Le bleu. Le bleu marin.

« Si tu étais une Plante…Tu serais…

Un arbre à fruits rouges parce que littéralement je suis un arbre à fruits rouges. « Birenbaum » signifie arbre à baies rouges. Dit ainsi et de ma part cela pourrait sonner très communiste ! 
Je ne suis pas particulièrement attaché à mon nom mais il est celui de mes parents, en cela j’y tiens et j’essaie d’en être à la hauteur. Comme de mon prénom. Guy était le pseudo de résistant de mon père. C’est son nom de guerre. Tu vois l’ironie du truc. C’est un prénom très difficile à porter. Essayer d’être à la hauteur de ça… ! C’est injouable. 

« Si tu étais un aliment… Tu serais…

Du sucre. Je suis très gourmand donc je cherche quelque chose de précis qui soit à la fois quelque chose que j’aime mais qui soit aussi très sucré pour être honnête avec toi … Du chocolat au lait !!!

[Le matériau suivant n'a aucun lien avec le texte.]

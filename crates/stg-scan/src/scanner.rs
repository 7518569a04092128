//! The content scanner: one full pass over the tree per call.
//!
//! Validation runs six independent passes and collects every issue; an
//! early failure never hides a later one. Indexing is lenient and silently
//! drops anything that does not name a stage inside a project.

use std::path::{Component, Path, PathBuf};

use stg_config::StagecraftConfig;
use stg_core::{
    ContentIssue, DuplicateAttribution, ProjectIndex, StageSummary, ValidationReport,
    parse_project_dir_name, parse_stage_file_name,
};

use crate::descriptor::inspect_descriptor;
use crate::error::ScanError;
use crate::markup::check_fragment;
use crate::metadata::{EmbeddedMetadata, MetadataExtractor, metadata_issue};
use crate::registry::{project_id_issues, stage_id_issues};
use crate::walk::{ContentTree, discover_tree, index_candidates};

/// Tree layout and behavior switches for a scan.
#[derive(Debug, Clone, PartialEq, Eq)]
pub struct ScanOptions {
    pub templates_dir: String,
    pub descriptor_file: String,
    pub metadata_marker: String,
    pub index_glob: String,
    pub ignore_dirs: Vec<String>,
    pub duplicate_attribution: DuplicateAttribution,
    pub distinguish_malformed_metadata: bool,
}

impl Default for ScanOptions {
    fn default() -> Self {
        Self::from(&StagecraftConfig::default())
    }
}

impl From<&StagecraftConfig> for ScanOptions {
    fn from(config: &StagecraftConfig) -> Self {
        Self {
            templates_dir: config.content.templates_dir.clone(),
            descriptor_file: config.content.descriptor_file.clone(),
            metadata_marker: config.content.metadata_marker.clone(),
            index_glob: config.content.index_glob.clone(),
            ignore_dirs: config.content.ignore_dirs.clone(),
            duplicate_attribution: config.validation.duplicate_attribution,
            distinguish_malformed_metadata: config.validation.distinguish_malformed_metadata,
        }
    }
}

/// A document loaded once and shared by every pass that reads it.
struct Document {
    path: String,
    text: String,
    utf8_error: Option<String>,
}

pub struct ContentScanner {
    root: PathBuf,
    options: ScanOptions,
    extractor: MetadataExtractor,
}

impl ContentScanner {
    #[must_use]
    pub fn new(root: impl Into<PathBuf>, options: ScanOptions) -> Self {
        let extractor = MetadataExtractor::new(&options.metadata_marker);
        Self {
            root: root.into(),
            options,
            extractor,
        }
    }

    /// Scanner over `config.content.root` with options taken from `config`.
    #[must_use]
    pub fn from_config(config: &StagecraftConfig) -> Self {
        Self::new(config.content.root.clone(), ScanOptions::from(config))
    }

    #[must_use]
    pub fn root(&self) -> &Path {
        &self.root
    }

    #[must_use]
    pub const fn options(&self) -> &ScanOptions {
        &self.options
    }

    /// Discover the candidate paths every validation pass works from.
    ///
    /// # Errors
    ///
    /// Returns [`ScanError`] if the tree cannot be walked.
    pub fn discover(&self) -> Result<ContentTree, ScanError> {
        discover_tree(
            &self.root,
            &self.options.templates_dir,
            &self.options.ignore_dirs,
        )
    }

    /// Run every validation pass and collect the issues.
    ///
    /// Passes, in report order: markup well-formedness, project-ID
    /// uniqueness, stage-ID uniqueness, naming rules, descriptors, embedded
    /// metadata.
    ///
    /// # Errors
    ///
    /// Returns [`ScanError`] when the tree cannot be walked or a file cannot
    /// be read. Content problems never produce an error.
    pub fn validate(&self) -> Result<ValidationReport, ScanError> {
        let tree = self.discover()?;
        let stage_docs = tree
            .stages
            .iter()
            .map(|stage| self.read_document(&stage.path))
            .collect::<Result<Vec<_>, _>>()?;
        let template_docs = tree
            .templates
            .iter()
            .map(|path| self.read_document(path))
            .collect::<Result<Vec<_>, _>>()?;

        let mut report = ValidationReport {
            projects_checked: tree.projects.len(),
            stages_checked: tree.stages.len(),
            templates_checked: tree.templates.len(),
            issues: Vec::new(),
        };

        report.extend(
            stage_docs
                .iter()
                .chain(template_docs.iter())
                .filter_map(markup_issue),
        );
        tracing::debug!(issues = report.issue_count(), "markup pass done");

        report.extend(project_id_issues(&tree.projects));
        report.extend(stage_id_issues(
            &tree.stages,
            self.options.duplicate_attribution,
        ));
        tracing::debug!(issues = report.issue_count(), "identity passes done");

        report.extend(naming_issues(&tree));
        tracing::debug!(issues = report.issue_count(), "naming pass done");

        for project in &tree.projects {
            let project_dir = self.root.join(&project.dir_name);
            let outcome = inspect_descriptor(&project_dir, &self.options.descriptor_file)?;
            report.extend(outcome.into_issue(&project.dir_name, &self.options.descriptor_file));
        }
        tracing::debug!(issues = report.issue_count(), "descriptor pass done");

        for doc in &stage_docs {
            let metadata = self.extractor.extract(&doc.text);
            report.extend(metadata_issue(
                &doc.path,
                &metadata,
                self.options.distinguish_malformed_metadata,
            ));
        }

        tracing::info!(
            projects = report.projects_checked,
            stages = report.stages_checked,
            templates = report.templates_checked,
            issues = report.issue_count(),
            "validation scan complete"
        );

        Ok(report)
    }

    /// Build the serving index from scratch.
    ///
    /// # Errors
    ///
    /// Returns [`ScanError`] if the tree cannot be walked.
    pub fn build_index(&self) -> Result<ProjectIndex, ScanError> {
        let paths = index_candidates(
            &self.root,
            &self.options.index_glob,
            &self.options.ignore_dirs,
        )?;

        let summaries: Vec<_> = paths.iter().filter_map(|path| summarize(path)).collect();
        tracing::info!(
            candidates = paths.len(),
            stages = summaries.len(),
            "indexed stage files"
        );

        Ok(ProjectIndex::from_summaries(summaries))
    }

    /// Look up one stage by root-relative path with a fresh scan.
    ///
    /// # Errors
    ///
    /// Returns [`ScanError`] if the tree cannot be walked.
    pub fn find_stage(&self, path: &str) -> Result<Option<StageSummary>, ScanError> {
        Ok(self.build_index()?.find(path).cloned())
    }

    /// Embedded metadata of one stage document.
    ///
    /// # Errors
    ///
    /// Returns [`ScanError`] if the path escapes the root or cannot be read.
    pub fn stage_metadata(&self, path: &str) -> Result<EmbeddedMetadata, ScanError> {
        let text = self.read_content(path)?;
        Ok(self.extractor.extract(&text))
    }

    /// Raw text of a file inside the content root.
    ///
    /// Only relative paths without `..` components are accepted.
    ///
    /// # Errors
    ///
    /// Returns [`ScanError::OutsideRoot`] for rejected paths and
    /// [`ScanError::Io`] when the file cannot be read.
    pub fn read_content(&self, requested: &str) -> Result<String, ScanError> {
        let path = self.resolve(requested)?;
        std::fs::read_to_string(&path).map_err(|e| ScanError::io(path, e))
    }

    fn resolve(&self, requested: &str) -> Result<PathBuf, ScanError> {
        let relative = Path::new(requested);
        let confined = !requested.is_empty()
            && relative
                .components()
                .all(|c| matches!(c, Component::Normal(_) | Component::CurDir));
        if confined {
            Ok(self.root.join(relative))
        } else {
            Err(ScanError::OutsideRoot(requested.to_string()))
        }
    }

    fn read_document(&self, path: &str) -> Result<Document, ScanError> {
        let full = self.root.join(path);
        let bytes = std::fs::read(&full).map_err(|e| ScanError::io(full, e))?;
        Ok(match String::from_utf8(bytes) {
            Ok(text) => Document {
                path: path.to_string(),
                text,
                utf8_error: None,
            },
            Err(error) => Document {
                path: path.to_string(),
                text: String::from_utf8_lossy(error.as_bytes()).into_owned(),
                utf8_error: Some(error.utf8_error().to_string()),
            },
        })
    }
}

fn markup_issue(doc: &Document) -> Option<ContentIssue> {
    let detail = match &doc.utf8_error {
        Some(error) => format!("not valid UTF-8 ({error})"),
        None => check_fragment(&doc.text).err()?.to_string(),
    };
    Some(ContentIssue::MalformedContent {
        path: doc.path.clone(),
        detail,
    })
}

fn naming_issues(tree: &ContentTree) -> Vec<ContentIssue> {
    let projects = tree
        .projects
        .iter()
        .filter(|project| project.name.is_none())
        .map(|project| ContentIssue::InvalidProjectName {
            name: project.dir_name.clone(),
        });
    let stages = tree
        .stages
        .iter()
        .filter(|stage| stage.name.is_none())
        .map(|stage| ContentIssue::InvalidStageName {
            path: stage.path.clone(),
        });
    projects.chain(stages).collect()
}

/// Summary for one index candidate, or `None` if either the file name or its
/// parent directory name does not follow the naming rules.
fn summarize(path: &str) -> Option<StageSummary> {
    let mut segments = path.rsplit('/');
    let stage = parse_stage_file_name(segments.next()?)?;
    let project = parse_project_dir_name(segments.next()?)?;
    Some(StageSummary::new(path, &project, &stage))
}
//! Routing against a real content tree, plus one loopback round trip.

use std::fs;
use std::io::{Read, Write};
use std::net::TcpStream;
use std::path::Path;

use pretty_assertions::assert_eq;
use rstest::rstest;
use serde_json::{Value, json};
use stg_scan::{ContentScanner, ScanOptions};
use stg_server::{IndexServer, route};
use tempfile::TempDir;
use tiny_http::Method;

fn write(root: &Path, relative: &str, contents: &str) {
    let path = root.join(relative);
    fs::create_dir_all(path.parent().unwrap()).unwrap();
    fs::write(path, contents).unwrap();
}

fn tree() -> TempDir {
    let dir = TempDir::new().unwrap();
    write(dir.path(), "project_1_setup/2_102_configure.html", "<p>configure</p>");
    write(dir.path(), "project_1_setup/1_101_install.html", "<p>install</p>");
    write(dir.path(), "project_2_deploy/1_201_ship.html", "<p>ship</p>");
    write(dir.path(), "secret.txt", "outside");
    dir
}

fn scanner(root: &Path) -> ContentScanner {
    ContentScanner::new(root, ScanOptions::default())
}

fn unreadable() -> Value {
    json!({"error": "File not found or could not be read"})
}

fn body_json(body: &str) -> Value {
    serde_json::from_str(body).unwrap()
}

#[test]
fn files_lists_grouped_index() {
    let dir = tree();
    let scanner = scanner(dir.path());

    let response = route(&Method::Get, "/api/files", &scanner);
    assert_eq!(response.status, 200);

    let value = body_json(&response.body);
    let names: Vec<_> = value
        .as_array()
        .unwrap()
        .iter()
        .map(|group| group["name"].as_str().unwrap())
        .collect();
    assert_eq!(names, vec!["1: setup", "2: deploy"]);
    assert_eq!(value[0]["stages"][0]["order"], 1);
    assert_eq!(value[0]["stages"][1]["order"], 2);
}

#[test]
fn file_lookup_decodes_path() {
    let dir = tree();
    let scanner = scanner(dir.path());

    let response = route(
        &Method::Get,
        "/api/file/project_2_deploy%2F1_201_ship.html",
        &scanner,
    );
    assert_eq!(response.status, 200);
    assert_eq!(
        body_json(&response.body),
        json!({
            "path": "project_2_deploy/1_201_ship.html",
            "project": "2: deploy",
            "stage": "201: ship",
            "order": 1,
            "title": "ship"
        })
    );
}

#[rstest]
#[case::unknown_file(
    "/api/file/project_9_x%2F1_1_y.html",
    404,
    json!({"error": "File not found"})
)]
#[case::unknown_route("/api/nothing", 404, json!({"error": "Not found"}))]
#[case::missing_path("/api/content", 400, json!({"error": "File path is required"}))]
#[case::empty_path("/api/content?path=", 400, json!({"error": "File path is required"}))]
#[case::escape("/api/content?path=..%2Fsecret.txt", 404, unreadable())]
#[case::absent("/api/content?path=project_1_setup%2Fnope.html", 404, unreadable())]
fn error_responses(#[case] url: &str, #[case] status: u16, #[case] body: Value) {
    let dir = tree();
    let scanner = scanner(dir.path());

    let response = route(&Method::Get, url, &scanner);
    assert_eq!(response.status, status);
    assert_eq!(body_json(&response.body), body);
}

#[test]
fn content_returns_raw_text() {
    let dir = tree();
    let scanner = scanner(dir.path());

    let response = route(
        &Method::Get,
        "/api/content?path=project_1_setup/1_101_install.html",
        &scanner,
    );
    assert_eq!(response.status, 200);
    assert_eq!(response.body, "<p>install</p>");
    assert!(response.content_type.starts_with("text/html"));
}

#[test]
fn non_get_is_rejected() {
    let dir = tree();
    let scanner = scanner(dir.path());
    let response = route(&Method::Post, "/api/files", &scanner);
    assert_eq!(response.status, 405);
}

#[test]
fn scan_failure_is_500() {
    let dir = TempDir::new().unwrap();
    let scanner = scanner(&dir.path().join("missing"));

    let response = route(&Method::Get, "/api/files", &scanner);
    assert_eq!(response.status, 500);
    assert_eq!(body_json(&response.body), json!({"error": "Failed to scan files"}));
}

#[test]
fn listings_see_new_files() {
    let dir = tree();
    let scanner = scanner(dir.path());

    route(&Method::Get, "/api/files", &scanner);
    write(dir.path(), "project_3_scale/1_301_more.html", "<p>more</p>");
    let response = route(&Method::Get, "/api/files", &scanner);

    assert_eq!(body_json(&response.body).as_array().unwrap().len(), 3);
}

#[test]
fn loopback_round_trip_sets_cors_headers() {
    let dir = tree();
    let scanner = ContentScanner::new(dir.path(), ScanOptions::default());
    let server = IndexServer::bind("127.0.0.1:0", scanner).unwrap();
    let addr = server.local_addr().unwrap();

    let handle = std::thread::spawn(move || server.handle_next());

    let mut stream = TcpStream::connect(addr).unwrap();
    stream
        .write_all(b"GET /api/files HTTP/1.1\r\nHost: localhost\r\nConnection: close\r\n\r\n")
        .unwrap();
    let mut raw = String::new();
    stream.read_to_string(&mut raw).unwrap();

    handle.join().unwrap().unwrap();

    assert!(raw.starts_with("HTTP/1.1 200"));
    assert!(raw.contains("Access-Control-Allow-Origin: *"));
    assert!(raw.contains(
        "Access-Control-Allow-Headers: Origin, X-Requested-With, Content-Type, Accept"
    ));
    assert!(raw.contains("\"name\":\"1: setup\""));
}
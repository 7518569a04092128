use std::path::PathBuf;

use clap::ValueEnum;

/// Shared output mode across all commands.
#[derive(Clone, Copy, Debug, Eq, PartialEq, ValueEnum)]
pub enum OutputFormat {
    Json,
    Raw,
}

/// Global flags available before or after subcommands.
#[derive(Clone, Debug)]
pub struct GlobalFlags {
    pub format: OutputFormat,
    pub quiet: bool,
    pub verbose: bool,
    pub root: Option<PathBuf>,
}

« Si tu étais un objet… Tu serais…

Un appareil photo et pourtant je suis techniquement nul ! Je n’y connais absolument rien ! Pour moi c’est un instrument magique ! Lorsque je discute avec des photographes et qu’ils me parlent de la mécanique de leurs appareils, des objectifs, je n’y comprends absolument rien. Je ne conceptualise pas. D’ailleurs c’est un truc qui me poursuit depuis toujours, je ne parviens pas à conceptualiser ce genre de trucs et d’autres, je suis un concret qui se laisse aller à la part d’inexpliqué. Donc c’est une boite magique dont je me sers et puis c’est tout. Je ne sais pas comment elle fonctionne mais finalement est-ce important ?
Pour moi la photo c’est le pouvoir de l’instant présent. Donc en fait… Je serais un polaroïd pour être précis. Je suis un fan absolu de cadrage. J’aime garder les yeux grands ouverts, mes photos sont autant de regards que j’ai portés sur un moment. Immortaliser des situations de vie, des scènes du quotidien. De scènes de plage. Bien sûr il y a de la sociologie là-dedans, on ne se refait pas, c’est ma formation universitaire qui revient par la fenêtre de l’image. Toutefois, j’ai remplacé le bruit par l’image. Je n’ai plus rien à dire mais beaucoup à montrer, à donner aussi, à transmettre. D’où ce carnet de notes dans lequel tu es en train d’écrire. Ce n’est pas un livre de photos de couchers de soleil sursaturées, de plages décolorées par les filtres. Rien n’est trafiqué, fabriqué, mis en scène, c’est un livre de moments observés et pris en flag’ .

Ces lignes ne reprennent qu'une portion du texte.